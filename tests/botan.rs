mod util;

use botan::Certificate as BotanCertificate;

use pemkit::convert;

fn check_cert(cert_der: &[u8]) {
    // Use botan crate to parse the DER and assert it succeeds
    BotanCertificate::load(cert_der).expect("Botan failed to parse certificate");
}

#[test]
#[ignore]
fn test_botan_ecdsa_p256() {
    let cert = convert::parse_public_key_certificate(util::SELF_SIGNED_P256_CERT_PEM).unwrap();
    check_cert(&cert.to_der().unwrap());
}

#[test]
#[ignore]
fn test_botan_rsa() {
    let cert = convert::parse_public_key_certificate(util::SELF_SIGNED_RSA_CERT_PEM).unwrap();
    check_cert(&cert.to_der().unwrap());
}
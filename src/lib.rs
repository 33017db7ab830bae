//! # Pemkit - PEM to Cryptographic Object Conversion
//!
//! Pemkit converts PEM-encoded private keys and X.509 certificates into
//! typed cryptographic objects. It is built entirely with rustcrypto
//! libraries, without dependencies on ring or openssl (except for testing).
//! The library performs no I/O: callers hand it PEM text and receive a
//! [`key::PrivateKey`] or [`cert::Certificate`] handle, or a
//! [`error::ConversionError`] that keeps the underlying cause.
//!
//! ## Supported Key Types
//!
//! Pemkit converts the following cryptographic key types:
//! - **RSA**: PKCS#1 (`RSA PRIVATE KEY`) and PKCS#8 (`PRIVATE KEY`) encodings
//! - **ECDSA**: P-256, P-384, and P-521 curves, SEC1 (`EC PRIVATE KEY`) and
//!   PKCS#8 encodings
//! - **Ed25519**: PKCS#8 encoding
//!
//! Encrypted PKCS#8 documents (`ENCRYPTED PRIVATE KEY`) are not converted;
//! decrypt them before handing them to this crate.
//!
//! ## Quick Start
//!
//! ### Converting a Private Key
//!
//! ```rust,no_run
//! use pemkit::convert;
//! use pemkit::key::KeyAlgorithm;
//!
//! # fn main() -> Result<(), pemkit::error::ConversionError> {
//! let pem = std::fs::read_to_string("server.key").unwrap();
//! let key = convert::parse_private_key(&pem)?;
//!
//! match key.algorithm() {
//!     KeyAlgorithm::Rsa => println!("RSA private key"),
//!     other => println!("{other:?} private key"),
//! }
//! # Ok(())
//! # }
//! ```
//!
//! ### Converting a Certificate
//!
//! ```rust,no_run
//! use pemkit::convert;
//!
//! # fn main() -> Result<(), pemkit::error::ConversionError> {
//! let pem = std::fs::read_to_string("server.crt").unwrap();
//! let cert = convert::parse_public_key_certificate(&pem)?;
//!
//! println!("Subject: {}", cert.subject());
//! println!("Expires: {}", cert.not_after());
//! # Ok(())
//! # }
//! ```
//!
//! ## Error Handling
//!
//! Every failure surfaces as a [`error::ConversionError`]. The variant names
//! the conversion phase that failed, and the underlying decoder error stays
//! reachable through `std::error::Error::source`:
//!
//! ```rust
//! use pemkit::convert;
//! use pemkit::error::ConversionError;
//!
//! match convert::parse_private_key("invalid pem data") {
//!     Ok(_) => println!("Key converted successfully"),
//!     Err(ConversionError::PemEnvelope(cause)) => println!("Bad envelope: {cause}"),
//!     Err(e) => println!("Other error: {}", e),
//! }
//! ```
//!
//! ## Module Organization
//!
//! - [`convert`]: Entry points turning PEM text into handles
//! - [`key`]: Key pair and private key types for the supported algorithms
//! - [`cert`]: Certificate handle with field accessors and re-encoding
//! - [`pem_utils`]: PEM envelope helpers shared by the conversion paths
//! - [`error`]: Error types and handling

pub mod cert;
pub mod convert;
pub mod error;
pub mod key;
pub mod pem_utils;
● ● ● ● ● ● ●
Work item.
Would you show each line of the material above that contains the string "underlying"?

Final answer.
//! [`error::ConversionError`] that keeps the underlying cause.
//! the conversion phase that failed, and the underlying decoder error stays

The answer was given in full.